Do we really need oauth? It seems to me there’s already 1000 oauth options out there (twitter, facebook, google) that we could use to “verify” users. Also, I just don’t see anybody wanting to have to register with hifi every time they make a script that needs to know who a user is, especially if it is an open source script.

It seems to me if all we really need to know is a user is registered with hifi, a simpler approach would be just exposing digital signatures to script (the code is already there). Users don’t have access to their private key, but users do have an easily accessible public key. This would require revealing their avatar name, but since it is authentication this is information we sort of need anyway.

If data signing was exposed to script something like this:

var signature = myAvatar.signData(data)

the signature could be compared with their public key here:
https://metaverse.highfidelity.com/api/v1/users/Cracker.Hax/public_key

And there you go, you know all you need to know. Oauth would be good for things you need email addresses or phone numbers for, but right off hand I can’t really think of anything that would need that amount of security (in which case the app creator probably should have to register their app 6 ways from sunday). Even cryptocurrency has built-in security (they have to possess their private key).

Anyway for a metaverse that wants everything to be as anonymous as possible, I don’t think oauth is a very good solution. Might as well use facebook, google or twitter for that. Anything beyond verifying an avatar’s name isn’t really needed and even if it is, another oauth is redundant.


#2

Still not understand why people want and company’s think that the need to link Google, facebook, twitter or what every to there company login page. like a bank do.

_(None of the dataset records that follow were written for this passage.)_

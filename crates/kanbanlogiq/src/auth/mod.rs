//! Login flow.
//!
//! Validates a login request, transforms the submitted email, verifies the
//! password, stamps the user's last login, and picks the redirect target.
//!
//! Every credential failure surfaces as [`Error::InvalidCredentials`] so
//! callers cannot tell an unknown email from a wrong password.
//!
//! # Example
//!
//! ```
//! use kanbanlogiq::auth::{Authenticator, Blake3Cipher, CredentialCipher, LoginRequest};
//! use kanbanlogiq::role::Role;
//! use kanbanlogiq::routing::RouteTable;
//! use kanbanlogiq::storage::{NewUser, Storage};
//!
//! let storage = Storage::open_in_memory().unwrap();
//! let cipher = Blake3Cipher::new([42; 32]);
//! storage
//!     .insert_user(&NewUser::new("Anna", "anna@example.com", "pw", Role::Customer), &cipher)
//!     .unwrap();
//!
//! let routes = RouteTable::default();
//! let auth = Authenticator::new(&cipher, &storage, &routes);
//! let outcome = auth.login(&LoginRequest::new("anna@example.com", "pw")).unwrap();
//! assert_eq!(outcome.redirect, "/customer/home");
//! ```

mod cipher;

pub use cipher::{Blake3Cipher, CredentialCipher};

use chrono::{DateTime, Utc};
use serde::{Deserialize, Serialize};
use tracing::{debug, info};

use crate::error::{Error, Result};
use crate::locale::Messages;
use crate::role::{Principal, Role};
use crate::routing::{login_redirect, RouteId, RouteTable};

/// A stored user as the directory returns it.
#[derive(Debug, Clone, PartialEq, Eq)]
pub struct UserRecord {
    /// User identifier.
    pub id: i64,
    /// Full name.
    pub name: String,
    /// Transformed email.
    pub email_ciphertext: String,
    /// Password digest.
    pub password_digest: String,
    /// Access level.
    pub role: Role,
    /// When the user last logged in successfully.
    pub last_login: Option<DateTime<Utc>>,
}

impl UserRecord {
    /// The record as an authenticated principal.
    #[must_use]
    pub fn to_principal(&self) -> Principal {
        Principal {
            id: self.id,
            name: self.name.clone(),
            role: self.role.clone(),
            last_login: self.last_login,
        }
    }
}

/// Where users are looked up and login times recorded.
pub trait UserDirectory {
    /// Find a user by transformed email.
    ///
    /// # Errors
    ///
    /// Returns an error if the lookup itself fails.
    fn find_by_email_ciphertext(&self, ciphertext: &str) -> Result<Option<UserRecord>>;

    /// Record a successful login.
    ///
    /// # Errors
    ///
    /// Returns an error if the update fails.
    fn record_login(&self, user_id: i64, at: DateTime<Utc>) -> Result<()>;
}

/// Submitted login form.
#[derive(Clone, Default, PartialEq, Eq, Serialize, Deserialize)]
pub struct LoginRequest {
    /// Email as typed.
    #[serde(default)]
    pub email: String,
    /// Password as typed.
    #[serde(default)]
    pub password: String,
}

impl LoginRequest {
    /// Create a request.
    #[must_use]
    pub fn new(email: impl Into<String>, password: impl Into<String>) -> Self {
        Self {
            email: email.into(),
            password: password.into(),
        }
    }

    /// Check that both fields were filled in.
    ///
    /// # Errors
    ///
    /// Returns [`Error::MissingField`] naming the first blank field.
    pub fn validate(&self) -> Result<()> {
        if self.email.trim().is_empty() {
            return Err(Error::MissingField { field: "email" });
        }
        if self.password.is_empty() {
            return Err(Error::MissingField { field: "password" });
        }
        Ok(())
    }
}

impl std::fmt::Debug for LoginRequest {
    fn fmt(&self, f: &mut std::fmt::Formatter<'_>) -> std::fmt::Result {
        f.debug_struct("LoginRequest")
            .field("email", &self.email)
            .field("password", &"<redacted>")
            .finish()
    }
}

/// Result of a successful login.
#[derive(Debug, Clone, PartialEq, Eq, Serialize)]
pub struct LoginOutcome {
    /// The now-authenticated user, with `last_login` updated.
    pub principal: Principal,
    /// Where to go next.
    pub route: RouteId,
    /// Concrete path for `route`.
    pub redirect: String,
}

/// Performs logins against a user directory.
#[derive(Debug)]
pub struct Authenticator<'a, C, D> {
    cipher: &'a C,
    directory: &'a D,
    routes: &'a RouteTable,
}

impl<'a, C: CredentialCipher, D: UserDirectory> Authenticator<'a, C, D> {
    /// Create an authenticator.
    #[must_use]
    pub fn new(cipher: &'a C, directory: &'a D, routes: &'a RouteTable) -> Self {
        Self {
            cipher,
            directory,
            routes,
        }
    }

    /// Attempt a login.
    ///
    /// # Errors
    ///
    /// Returns [`Error::MissingField`] for a blank field,
    /// [`Error::InvalidCredentials`] for an unknown email or wrong password,
    /// or a storage error if the directory fails.
    pub fn login(&self, request: &LoginRequest) -> Result<LoginOutcome> {
        request.validate()?;

        let ciphertext = self.cipher.encrypt(request.email.trim());
        let Some(user) = self.directory.find_by_email_ciphertext(&ciphertext)? else {
            debug!("login rejected: no matching account");
            return Err(Error::InvalidCredentials);
        };

        if !self
            .cipher
            .verify_password(&request.password, &user.password_digest)
        {
            debug!(user_id = user.id, "login rejected: password mismatch");
            return Err(Error::InvalidCredentials);
        }

        let now = Utc::now();
        self.directory.record_login(user.id, now)?;

        let mut principal = user.to_principal();
        principal.last_login = Some(now);

        let route = login_redirect(&principal.role);
        let redirect = self.routes.url_for(route).to_string();
        info!(user_id = principal.id, role = %principal.role, %redirect, "user logged in");

        Ok(LoginOutcome {
            principal,
            route,
            redirect,
        })
    }
}

/// User-facing message for a failed login, or `None` if the error is not a
/// login failure (e.g. the database is down).
#[must_use]
pub fn login_error_message(err: &Error, messages: &Messages) -> Option<String> {
    match err {
        Error::InvalidCredentials => Some(messages.login_failed.to_string()),
        Error::MissingField { field } => Some(messages.field_required(field)),
        _ => None,
    }
}
//! User roles and the authenticated principal.
//!
//! A role has two spellings in the wild: the display name shown in the UI
//! (`"Amministratore"`, `"Cliente"`) and the slug stored with the user
//! record (`"admin"`, `"customer"`). Both are matched exactly and
//! case-sensitively. Anything else is kept as [`Role::Unrecognized`] so
//! callers can decide what to do with it instead of losing it.

use std::fmt;

use chrono::{DateTime, Utc};
use serde::{Deserialize, Serialize};

/// Display name of the administrator role.
pub const ADMINISTRATOR_NAME: &str = "Amministratore";

/// Display name of the customer role.
pub const CUSTOMER_NAME: &str = "Cliente";

/// Slug of the administrator role.
pub const ADMINISTRATOR_SLUG: &str = "admin";

/// Slug of the customer role.
pub const CUSTOMER_SLUG: &str = "customer";

/// Access level of a user.
#[derive(Debug, Clone, PartialEq, Eq, Hash, Serialize, Deserialize)]
#[serde(rename_all = "snake_case")]
pub enum Role {
    /// Back-office staff.
    Administrator,
    /// A customer following their own orders.
    Customer,
    /// A role name that matched neither known spelling.
    Unrecognized(String),
}

impl Role {
    /// Parse a role from its display name.
    #[must_use]
    pub fn from_display_name(name: &str) -> Self {
        match name {
            ADMINISTRATOR_NAME => Self::Administrator,
            CUSTOMER_NAME => Self::Customer,
            other => Self::Unrecognized(other.to_string()),
        }
    }

    /// Parse a role from its stored slug.
    #[must_use]
    pub fn from_slug(slug: &str) -> Self {
        match slug {
            ADMINISTRATOR_SLUG => Self::Administrator,
            CUSTOMER_SLUG => Self::Customer,
            other => Self::Unrecognized(other.to_string()),
        }
    }

    /// The stored slug. Unrecognized roles keep their original text.
    #[must_use]
    pub fn slug(&self) -> &str {
        match self {
            Self::Administrator => ADMINISTRATOR_SLUG,
            Self::Customer => CUSTOMER_SLUG,
            Self::Unrecognized(raw) => raw,
        }
    }

    /// The display name. Unrecognized roles keep their original text.
    #[must_use]
    pub fn display_name(&self) -> &str {
        match self {
            Self::Administrator => ADMINISTRATOR_NAME,
            Self::Customer => CUSTOMER_NAME,
            Self::Unrecognized(raw) => raw,
        }
    }

    /// Check if this is one of the known roles.
    #[must_use]
    pub fn is_recognized(&self) -> bool {
        !matches!(self, Self::Unrecognized(_))
    }
}

impl fmt::Display for Role {
    fn fmt(&self, f: &mut fmt::Formatter<'_>) -> fmt::Result {
        f.write_str(self.display_name())
    }
}

/// The authenticated user a request acts on behalf of.
///
/// Passed explicitly into anything that needs to know who is asking.
#[derive(Debug, Clone, PartialEq, Eq, Serialize, Deserialize)]
pub struct Principal {
    /// User identifier.
    pub id: i64,
    /// Full name.
    pub name: String,
    /// Access level.
    pub role: Role,
    /// When the user last logged in successfully.
    pub last_login: Option<DateTime<Utc>>,
}

impl Principal {
    /// Create a principal that has never logged in.
    #[must_use]
    pub fn new(id: i64, name: impl Into<String>, role: Role) -> Self {
        Self {
            id,
            name: name.into(),
            role,
            last_login: None,
        }
    }

    /// The role's display name, as the UI shows it.
    #[must_use]
    pub fn role_name(&self) -> &str {
        self.role.display_name()
    }
}

#[cfg(test)]
mod tests {
    use super::*;

    #[test]
    fn test_from_display_name_known() {
        assert_eq!(Role::from_display_name("Amministratore"), Role::Administrator);
        assert_eq!(Role::from_display_name("Cliente"), Role::Customer);
    }

    #[test]
    fn test_from_display_name_is_case_sensitive() {
        assert_eq!(
            Role::from_display_name("cliente"),
            Role::Unrecognized("cliente".to_string())
        );
        assert_eq!(
            Role::from_display_name("AMMINISTRATORE"),
            Role::Unrecognized("AMMINISTRATORE".to_string())
        );
    }

    #[test]
    fn test_from_slug() {
        assert_eq!(Role::from_slug("admin"), Role::Administrator);
        assert_eq!(Role::from_slug("customer"), Role::Customer);
        assert_eq!(
            Role::from_slug("warehouse"),
            Role::Unrecognized("warehouse".to_string())
        );
    }

    #[test]
    fn test_slug_and_display_name_round_trip() {
        for role in [Role::Administrator, Role::Customer] {
            assert_eq!(Role::from_slug(role.slug()), role);
            assert_eq!(Role::from_display_name(role.display_name()), role);
        }
    }

    #[test]
    fn test_unrecognized_keeps_raw_text() {
        let role = Role::Unrecognized("Magazziniere".to_string());
        assert_eq!(role.slug(), "Magazziniere");
        assert_eq!(role.to_string(), "Magazziniere");
        assert!(!role.is_recognized());
    }

    #[test]
    fn test_principal_role_name() {
        let principal = Principal::new(7, "Mario Rossi", Role::Customer);
        assert_eq!(principal.role_name(), "Cliente");
        assert!(principal.last_login.is_none());
    }
}
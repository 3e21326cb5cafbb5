//! Credential transforms.
//!
//! Emails are stored only in transformed form and looked up by exact match,
//! so that transform must be deterministic: a keyed BLAKE3 hash. Passwords
//! are stored as salted Argon2id PHC strings, peppered with a subkey of the
//! same credential key.

use std::fmt;

use argon2::password_hash::{PasswordHash, PasswordHasher, PasswordVerifier, SaltString};
use argon2::{Algorithm, Argon2, Params, Version};
use rand_core::OsRng;
use tracing::warn;

use crate::config::Config;
use crate::error::{Error, Result};

const EMAIL_CONTEXT: &str = "kanbanlogiq 2024-01-01 credential email";
const PASSWORD_CONTEXT: &str = "kanbanlogiq 2024-01-01 credential password";

/// Transforms credentials before they are compared or stored.
pub trait CredentialCipher {
    /// Deterministic transform of a login identifier.
    fn encrypt(&self, plaintext: &str) -> String;

    /// Salted digest of `password`, suitable for storage.
    ///
    /// # Errors
    ///
    /// Returns [`Error::PasswordHash`] if hashing fails.
    fn password_digest(&self, password: &str) -> Result<String>;

    /// Check `password` against a stored digest.
    fn verify_password(&self, password: &str, digest: &str) -> bool;
}

/// BLAKE3 email transform plus Argon2id password hashing.
///
/// Separate subkeys for emails and passwords are derived from one 32-byte
/// credential key.
#[derive(Clone)]
pub struct Blake3Cipher {
    email_key: [u8; 32],
    password_key: [u8; 32],
    params: Params,
}

impl Blake3Cipher {
    /// Build a cipher from the raw credential key with default Argon2 cost.
    #[must_use]
    pub fn new(key: [u8; 32]) -> Self {
        Self::with_params(key, Params::default())
    }

    /// Build a cipher with explicit Argon2 cost parameters.
    #[must_use]
    pub fn with_params(key: [u8; 32], params: Params) -> Self {
        Self {
            email_key: blake3::derive_key(EMAIL_CONTEXT, &key),
            password_key: blake3::derive_key(PASSWORD_CONTEXT, &key),
            params,
        }
    }

    /// Build a cipher from the configured credential key.
    ///
    /// # Errors
    ///
    /// Returns an error if no key is configured or it is malformed.
    pub fn from_config(config: &Config) -> Result<Self> {
        Ok(Self::new(config.credential_key()?))
    }

    /// Minimum-cost cipher so tests stay fast.
    #[cfg(test)]
    pub(crate) fn for_tests(key: [u8; 32]) -> Self {
        let params = Params::new(Params::MIN_M_COST, 1, 1, None).expect("minimum params are valid");
        Self::with_params(key, params)
    }

    fn argon2(&self) -> Result<Argon2<'_>> {
        Argon2::new_with_secret(
            &self.password_key,
            Algorithm::Argon2id,
            Version::V0x13,
            self.params.clone(),
        )
        .map_err(|e| Error::password_hash(e.to_string()))
    }
}

impl fmt::Debug for Blake3Cipher {
    fn fmt(&self, f: &mut fmt::Formatter<'_>) -> fmt::Result {
        f.debug_struct("Blake3Cipher")
            .field("params", &self.params)
            .finish_non_exhaustive()
    }
}

impl CredentialCipher for Blake3Cipher {
    fn encrypt(&self, plaintext: &str) -> String {
        blake3::keyed_hash(&self.email_key, plaintext.as_bytes())
            .to_hex()
            .to_string()
    }

    fn password_digest(&self, password: &str) -> Result<String> {
        let salt = SaltString::generate(&mut OsRng);
        let hash = self
            .argon2()?
            .hash_password(password.as_bytes(), &salt)
            .map_err(|e| Error::password_hash(e.to_string()))?;
        Ok(hash.to_string())
    }

    fn verify_password(&self, password: &str, digest: &str) -> bool {
        let Ok(parsed) = PasswordHash::new(digest) else {
            warn!("stored password digest is not a PHC string");
            return false;
        };
        self.argon2()
            .is_ok_and(|argon2| argon2.verify_password(password.as_bytes(), &parsed).is_ok())
    }
}
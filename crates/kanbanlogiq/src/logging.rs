//! Tracing setup for the `kanbanlogiq` binary.
//!
//! The library only emits events. `-q` keeps stderr to errors, each `-v`
//! steps from info to debug to trace, and `RUST_LOG` overrides the flags
//! entirely. Storage and template internals stay at `warn` unless tracing,
//! so `-v` shows our own decisions without SQLite chatter.

use tracing::level_filters::LevelFilter;
use tracing_subscriber::{fmt, prelude::*, EnvFilter};

use crate::cli::Cli;

/// How much the binary logs to stderr.
#[derive(Debug, Clone, Copy, PartialEq, Eq, PartialOrd, Ord, Default)]
pub enum Verbosity {
    /// Errors only (`-q`).
    Quiet,
    /// Info and up.
    #[default]
    Normal,
    /// Debug (`-v`).
    Verbose,
    /// Everything, dependencies included (`-vv`).
    Trace,
}

impl Verbosity {
    /// Level for a `-v` count, unless `-q` wins.
    #[must_use]
    pub fn from_flags(verbose: u8, quiet: bool) -> Self {
        match (quiet, verbose) {
            (true, _) => Self::Quiet,
            (false, 0) => Self::Normal,
            (false, 1) => Self::Verbose,
            (false, _) => Self::Trace,
        }
    }

    /// Level applied to this crate's events.
    #[must_use]
    pub fn level(self) -> LevelFilter {
        match self {
            Self::Quiet => LevelFilter::ERROR,
            Self::Normal => LevelFilter::INFO,
            Self::Verbose => LevelFilter::DEBUG,
            Self::Trace => LevelFilter::TRACE,
        }
    }

    /// `EnvFilter` directive used when `RUST_LOG` is unset.
    #[must_use]
    pub fn directive(self) -> String {
        let level = self.level();
        if self == Self::Trace {
            level.to_string().to_lowercase()
        } else {
            format!("warn,kanbanlogiq={}", level.to_string().to_lowercase())
        }
    }

    /// Targets and source locations are only worth printing when debugging.
    fn detailed(self) -> bool {
        self >= Self::Verbose
    }
}

impl From<&Cli> for Verbosity {
    fn from(cli: &Cli) -> Self {
        Self::from_flags(cli.verbose, cli.quiet)
    }
}

/// Install the global subscriber, writing to stderr.
///
/// Rendered fragments go to stdout, so logs never mix with them. A second
/// call is a no-op.
///
/// ```no_run
/// use kanbanlogiq::{init_logging, logging::Verbosity};
///
/// init_logging(Verbosity::from_flags(1, false));
/// ```
pub fn init_logging(verbosity: Verbosity) {
    let env_filter = EnvFilter::try_from_default_env()
        .unwrap_or_else(|_| EnvFilter::new(verbosity.directive()));

    let detailed = verbosity.detailed();
    let _ = tracing_subscriber::registry()
        .with(env_filter)
        .with(
            fmt::layer()
                .with_writer(std::io::stderr)
                .with_target(detailed)
                .with_file(detailed)
                .with_line_number(detailed),
        )
        .try_init();
}

/// Warnings and errors through the test writer.
#[cfg(test)]
pub fn init_test_logging() {
    let _ = tracing_subscriber::fmt()
        .with_env_filter("warn")
        .with_test_writer()
        .try_init();
}
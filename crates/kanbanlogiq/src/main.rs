//! `kanbanlogiq` - CLI for order and tray tracking
//!
//! This binary provides the command-line interface for logging in, following
//! order progress, inspecting installation trays, and managing the database.

#![warn(missing_debug_implementations)]
#![deny(unsafe_code)]

use anyhow::{bail, Context};
use clap::error::ErrorKind;
use clap::{CommandFactory, Parser};
use tracing::debug;

use kanbanlogiq::auth::{login_error_message, Authenticator, Blake3Cipher, LoginRequest};
use kanbanlogiq::cli::{
    Cli, Command, ConfigCommand, DbCommand, HomeCommand, LoginCommand, OrdersCommand,
    OutputFormat, TraysCommand, UsersCommand,
};
use kanbanlogiq::locale::{Catalog, Messages};
use kanbanlogiq::render::{ProgressBar, TrayView};
use kanbanlogiq::routing::{resolve_home_route, RouteTable};
use kanbanlogiq::storage::{
    seed_demo_data, NewUser, Storage, DEMO_ADMIN_EMAIL, DEMO_CUSTOMER_EMAIL, DEMO_PASSWORD,
};
use kanbanlogiq::logging::Verbosity;
use kanbanlogiq::{init_logging, Config, Error};

fn main() -> anyhow::Result<()> {
    let cli = Cli::parse();

    init_logging(Verbosity::from(&cli));

    // Load configuration
    let config = Config::load_from(cli.config.clone()).context("failed to load configuration")?;
    let messages = config.locale.language.messages();

    // Execute the command
    match cli.command {
        Command::Login(cmd) => handle_login(&config, messages, &cmd),
        Command::Home(cmd) => {
            handle_home(&config, &cmd);
            Ok(())
        }
        Command::Orders(cmd) => handle_orders(&config, messages, &cmd),
        Command::Trays(cmd) => handle_trays(&config, messages, &cmd),
        Command::Users(cmd) => handle_users(&config, cmd),
        Command::Db(cmd) => handle_db(&config, cmd),
        Command::Config(cmd) => handle_config(&config, cmd),
    }
}

fn open_storage(config: &Config) -> anyhow::Result<Storage> {
    let path = config.database_path();
    Storage::open(&path).with_context(|| format!("failed to open {}", path.display()))
}

fn handle_login(config: &Config, messages: &Messages, cmd: &LoginCommand) -> anyhow::Result<()> {
    let storage = open_storage(config)?;
    let cipher = Blake3Cipher::from_config(config)?;
    let routes = RouteTable::new(config.routes.clone());
    let auth = Authenticator::new(&cipher, &storage, &routes);

    match auth.login(&LoginRequest::new(cmd.email.as_str(), cmd.password.as_str())) {
        Ok(outcome) => {
            println!("{}", outcome.redirect);
            Ok(())
        }
        Err(err) => {
            let Some(message) = login_error_message(&err, messages) else {
                return Err(err.into());
            };
            // A blank field is a usage mistake: exit 2 with clap's usage line
            if err.is_validation_error() {
                Cli::command().error(ErrorKind::ValueValidation, message).exit();
            }
            bail!(message)
        }
    }
}

fn handle_home(config: &Config, cmd: &HomeCommand) {
    let routes = RouteTable::new(config.routes.clone());
    let route = resolve_home_route(&cmd.role);
    debug!(role = %cmd.role, %route, "resolved home route");
    println!("{}", routes.url_for(route));
}

fn handle_orders(config: &Config, messages: &Messages, cmd: &OrdersCommand) -> anyhow::Result<()> {
    let storage = open_storage(config)?;
    let orders = storage.list_orders(cmd.customer)?;

    match cmd.format {
        OutputFormat::Plain => {
            if orders.is_empty() {
                println!("No orders.");
            }
            for order in &orders {
                let bar = ProgressBar::for_order(order);
                println!(
                    "{:<12} {:>4}%  {}",
                    order.code,
                    bar.rounded_percent(),
                    bar.level()
                );
            }
        }
        OutputFormat::Html => {
            for order in &orders {
                println!("{}", ProgressBar::for_order(order).render(messages)?);
            }
        }
        OutputFormat::Json => {
            let rows: Vec<_> = orders
                .iter()
                .map(|order| {
                    let bar = ProgressBar::for_order(order);
                    serde_json::json!({
                        "id": order.id,
                        "code": order.code,
                        "customer_id": order.customer_id,
                        "percent": bar.percent(),
                        "level": bar.level(),
                        "width": bar.display_percent(),
                    })
                })
                .collect();
            println!("{}", serde_json::to_string_pretty(&rows)?);
        }
    }
    Ok(())
}

fn handle_trays(config: &Config, messages: &Messages, cmd: &TraysCommand) -> anyhow::Result<()> {
    let storage = open_storage(config)?;
    let order = storage
        .get_order(cmd.order_id)?
        .ok_or_else(|| Error::not_found("order", cmd.order_id))?;
    let trays: Vec<TrayView> = storage
        .trays_for_order(cmd.order_id)?
        .iter()
        .map(TrayView::from_item)
        .collect();

    match cmd.format {
        OutputFormat::Plain => {
            println!("Order {}", order.code);
            if trays.is_empty() {
                println!("No trays.");
            }
            for tray in &trays {
                println!("  {:<16} {}", tray.barcode(), tray.popover(messages));
            }
        }
        OutputFormat::Html => {
            for tray in &trays {
                println!("{}", tray.render(messages)?);
            }
        }
        OutputFormat::Json => {
            let rows: Vec<_> = trays
                .iter()
                .map(|tray| {
                    serde_json::json!({
                        "barcode": tray.barcode(),
                        "class": format!("vaschetta_{}", tray.class_key()),
                        "label": tray.label(messages),
                        "color": tray.color(),
                        "width": tray.percent(),
                    })
                })
                .collect();
            println!("{}", serde_json::to_string_pretty(&rows)?);
        }
    }
    Ok(())
}

fn handle_users(config: &Config, cmd: UsersCommand) -> anyhow::Result<()> {
    match cmd {
        UsersCommand::Add {
            email,
            password,
            name,
            role,
        } => {
            let storage = open_storage(config)?;
            let cipher = Blake3Cipher::from_config(config)?;
            let user = NewUser::new(name, email, password, role.into());
            let id = storage
                .insert_user(&user, &cipher)
                .with_context(|| format!("failed to create user {}", user.email))?;
            println!("Created user {id} ({})", user.role.display_name());
        }
    }
    Ok(())
}

fn handle_db(config: &Config, cmd: DbCommand) -> anyhow::Result<()> {
    match cmd {
        DbCommand::Rebuild { yes } => {
            if !yes {
                println!("This will delete all data in {}.", config.database_path().display());
                println!("Use --yes to confirm.");
                return Ok(());
            }
            let cipher = Blake3Cipher::from_config(config)?;
            let storage = open_storage(config)?;
            storage.rebuild()?;
            let summary = seed_demo_data(&storage, &cipher)?;
            println!(
                "Database rebuilt: {} users, {} orders, {} trays.",
                summary.users, summary.orders, summary.trays
            );
            println!("Demo accounts: {DEMO_ADMIN_EMAIL}, {DEMO_CUSTOMER_EMAIL} (password: {DEMO_PASSWORD})");
        }
        DbCommand::Status { json } => {
            let storage = open_storage(config)?;
            let stats = storage.stats()?;
            if json {
                let status = serde_json::json!({
                    "database_path": storage.path(),
                    "stats": stats,
                });
                println!("{}", serde_json::to_string_pretty(&status)?);
            } else {
                println!("kanbanlogiq database");
                println!("--------------------");
                println!("Path:           {}", storage.path().display());
                println!("Schema version: {}", stats.schema_version);
                println!("Users:          {}", stats.users);
                println!("Orders:         {}", stats.orders);
                println!("Order items:    {}", stats.order_items);
                println!("Trays:          {}", stats.trays);
                println!("Size:           {} bytes", stats.db_size_bytes);
            }
        }
    }
    Ok(())
}

fn handle_config(config: &Config, cmd: ConfigCommand) -> anyhow::Result<()> {
    match cmd {
        ConfigCommand::Show { json } => {
            if json {
                let mut shown = config.clone();
                if shown.auth.credential_key.is_some() {
                    shown.auth.credential_key = Some("<redacted>".to_string());
                }
                println!("{}", serde_json::to_string_pretty(&shown)?);
            } else {
                let catalog =
                    Catalog::with_overrides(config.locale.language, &config.locale.translations);

                println!("Current Configuration");
                println!("=====================");
                println!();
                println!("[Storage]");
                println!("  Database path:      {}", config.database_path().display());
                println!();
                println!("[Auth]");
                println!(
                    "  Credential key:     {}",
                    if config.auth.credential_key.is_some() { "set" } else { "not set" }
                );
                println!();
                println!("[Routes]");
                println!("  Admin home:         {}", config.routes.admin_home);
                println!("  Customer home:      {}", config.routes.customer_home);
                println!("  Home:               {}", config.routes.home);
                println!("  Login:              {}", config.routes.login);
                println!();
                println!("[Locale]");
                println!("  Language:           {:?}", config.locale.language);
                println!("  Translations:       {}", catalog.len());
            }
        }
        ConfigCommand::Path => {
            println!("{}", Config::default_config_path().display());
        }
        ConfigCommand::Validate { file } => {
            let path = file.unwrap_or_else(Config::default_config_path);
            println!("Validating configuration: {}", path.display());
            match Config::load_from(Some(path)) {
                Ok(_) => println!("Configuration is valid."),
                Err(e) => println!("Configuration error: {e}"),
            }
        }
    }
    Ok(())
}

It’s a terrible bad idea to use a central login on internet, What’s wrong with a safe seperate account ? The problem is still the user that to many times use a weak password.

But no, please keep it seperate.


#3

Once we start going through the details of determining ‘verification’ it gets complex.

There is verification of:

  • the avatar’s identity for:
    – message delivery
    – chat delivery
    – monetary transactions
    and then
  • the assets associated with the avatar to:
    – load an asset
    – be able to modify it
    – be able to include it in an assembly
    — read-only
    — modify permission
    — monetization and percentage to owner of asset
    (etc)

Codifying all that in some flexible and not too complicated form is essential.


#4

I think it is because they are afraid to implement security themselves, but in doing so you become reliant on somebody else who may have implemented it weakly. Also, the more steps you have in a security chain the easier it is to break the security somewhere down the line.